Fils à maman

téléchargementDur et dérangeant, le genre de film qui ne peut laisser indiffèrent tant il intrigue autant qu’il déstabilise, une version explosive des rapports conflictuels entre une mère et son fils unique dont la soif d’amour absolu, mutuel et exclusif devient aussi bouleversant qu’inquiétant, aussi vénéneux que crépusculaire. Dans  » Mommy  » son dernier film en date, Xavier Dolan, le jeune prodige québécois qui fit grand bruit à Cannes au dernier Festival et fut récompensé d’un Grand Prix du Jury, autopsie sans complaisance avec force douleurs, cris, heurts et revirements, leurs liens affectifs aussi complexes que torturés. Tout tourne autour d’eux, aucun moment sans qu’ils ne soient l’un ou l’autre, ou les deux, au centre de l’image, les gros plans qui les traquent ou les enferment dans ce long métrage au format carré deviennent de plus en plus obsédants et ravageurs.

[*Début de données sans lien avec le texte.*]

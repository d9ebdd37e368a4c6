//! Helper macro for adapter-facing error enums.
//!
//! Each variant carries named fields and a display template; the macro adds
//! a snake_case constructor per variant accepting `impl Into<_>` for every
//! field, so adapters can write `Error::query("boom")`.

macro_rules! define_port_error {
    (
        $(#[$outer:meta])*
        pub enum $name:ident {
            $(
                $(#[$variant_meta:meta])*
                $variant:ident { $($field:ident : $ty:ty),* $(,)? } => $message:literal
            ),* $(,)?
        }
    ) => {
        $(#[$outer])*
        #[derive(Debug, Clone, PartialEq, Eq, thiserror::Error)]
        pub enum $name {
            $(
                $(#[$variant_meta])*
                #[error($message)]
                $variant { $($field: $ty),* },
            )*
        }

        impl $name {
            $(
                ::paste::paste! {
                    #[doc = concat!("Build the `", stringify!($variant), "` variant.")]
                    pub fn [<$variant:snake>]($($field: impl Into<$ty>),*) -> Self {
                        Self::$variant { $($field: $field.into()),* }
                    }
                }
            )*
        }
    };
}

pub(crate) use define_port_error;
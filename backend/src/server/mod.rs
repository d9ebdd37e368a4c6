//! Server construction and middleware wiring.

mod config;
mod state_builders;

pub use config::ServerConfig;

use state_builders::build_http_state;

use actix_session::{
    SessionMiddleware,
    config::{CookieContentSecurity, PersistentSession},
    storage::CookieSessionStore,
};
use actix_web::cookie::{Key, SameSite};
use actix_web::dev::{Server, ServiceFactory, ServiceRequest, ServiceResponse};
use actix_web::{App, HttpServer, web};

use tracker::Trace;
#[cfg(debug_assertions)]
use tracker::doc::ApiDoc;
use tracker::inbound::http::configure;
use tracker::inbound::http::health::{HealthState, live, ready};
use tracker::inbound::http::state::HttpState;
#[cfg(debug_assertions)]
use utoipa::OpenApi;
#[cfg(debug_assertions)]
use utoipa_swagger_ui::SwaggerUi;

#[derive(Clone)]
struct AppDependencies {
    health_state: web::Data<HealthState>,
    http_state: web::Data<HttpState>,
    key: Key,
    cookie_secure: bool,
    same_site: SameSite,
}

fn build_app(
    deps: AppDependencies,
) -> App<
    impl ServiceFactory<
        ServiceRequest,
        Config = (),
        Response = ServiceResponse,
        Error = actix_web::Error,
        InitError = (),
    >,
> {
    let AppDependencies {
        health_state,
        http_state,
        key,
        cookie_secure,
        same_site,
    } = deps;

    let session = SessionMiddleware::builder(CookieSessionStore::default(), key)
        .cookie_name("session".into())
        .cookie_path("/".into())
        .cookie_secure(cookie_secure)
        .cookie_http_only(true)
        .cookie_content_security(CookieContentSecurity::Private)
        .cookie_same_site(same_site)
        .session_lifecycle(
            PersistentSession::default().session_ttl(actix_web::cookie::time::Duration::days(7)),
        )
        .build();

    let api = web::scope("/api").wrap(session).configure(configure);

    let app = App::new()
        .app_data(health_state)
        .app_data(http_state)
        .wrap(Trace)
        .service(api)
        .service(ready)
        .service(live);

    #[cfg(debug_assertions)]
    let app = app.service(SwaggerUi::new("/docs").url("/api-docs/openapi.json", ApiDoc::openapi()));
    #[cfg(not(debug_assertions))]
    let app = app;

    app
}

/// Construct an Actix HTTP server using the provided health state and configuration.
///
/// # Parameters
/// - `health_state`: shared readiness state updated once the server is initialised.
/// - `config`: pre-built [`ServerConfig`] containing session, binding and storage settings.
///
/// # Returns
/// A spawned [`Server`] that must be awaited to drive the listener.
///
/// # Errors
/// Propagates [`std::io::Error`] when binding the socket or starting the server fails.
pub fn create_server(
    health_state: web::Data<HealthState>,
    config: ServerConfig,
) -> std::io::Result<Server> {
    let server_health_state = health_state.clone();
    let http_state = build_http_state(&config);
    let ServerConfig {
        key,
        cookie_secure,
        same_site,
        bind_addr,
        db_pool: _,
        default_owner: _,
    } = config;

    let server = HttpServer::new(move || {
        build_app(AppDependencies {
            health_state: server_health_state.clone(),
            http_state: http_state.clone(),
            key: key.clone(),
            cookie_secure,
            same_site,
        })
    })
    .bind(bind_addr)?
    .run();

    health_state.mark_ready();
    Ok(server)
}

Pour avoir voulu incendier son internat, l’adolescent au look ravageur, blond beau gosse et provocateur invétéré, s’est fait virer du dernier centre spécialisé qui voulait bien encore le prendre en charge, sa mère, toute jeune veuve n’a d’autre alternative que de le reprendre à la maison. Vaille que vaille, ils devront apprendre à s’apprivoiser, cohabiter, refaire un bout de chemin ensemble. À ce duo de losers cabossés par la vie va rapidement se joindre la voisine d’en face, énigmatique et solaire, rendue bègue par une blessure que l’on devine indicible. Entre les trois personnages, un faisceau multipolaire et tissé de plus en plus inextricable va peu à peu se créer, comme une toile d’araignée, d’on on pressent très vite que nul ne sortira indemne… Heureusement de temps en temps, quelques séquences plus apaisées permettent de souffler et de croire que la lumière brille au sortir du tunnel. Dialogué en joual, un jargon spécifique de Montréal, donc nécessairement sous-titré, ponctué d’expressions fleuries et autres jurons tonitruants, ce film bruissant de violence plus ou moins sourde pourrait n’être que poisseux et glauque, mais les trois acteurs sont tellement impliqués et habités que le pathétique devient flamboyant, le destructeur se régénère sans cesse tel le phénix et cette histoire terriblement sombre rongée de désirs tus, de non-dits inavoués et de sentiments enfouis palpite de clameurs étouffées et de silences assourdissants.      Un ovni fulgurant.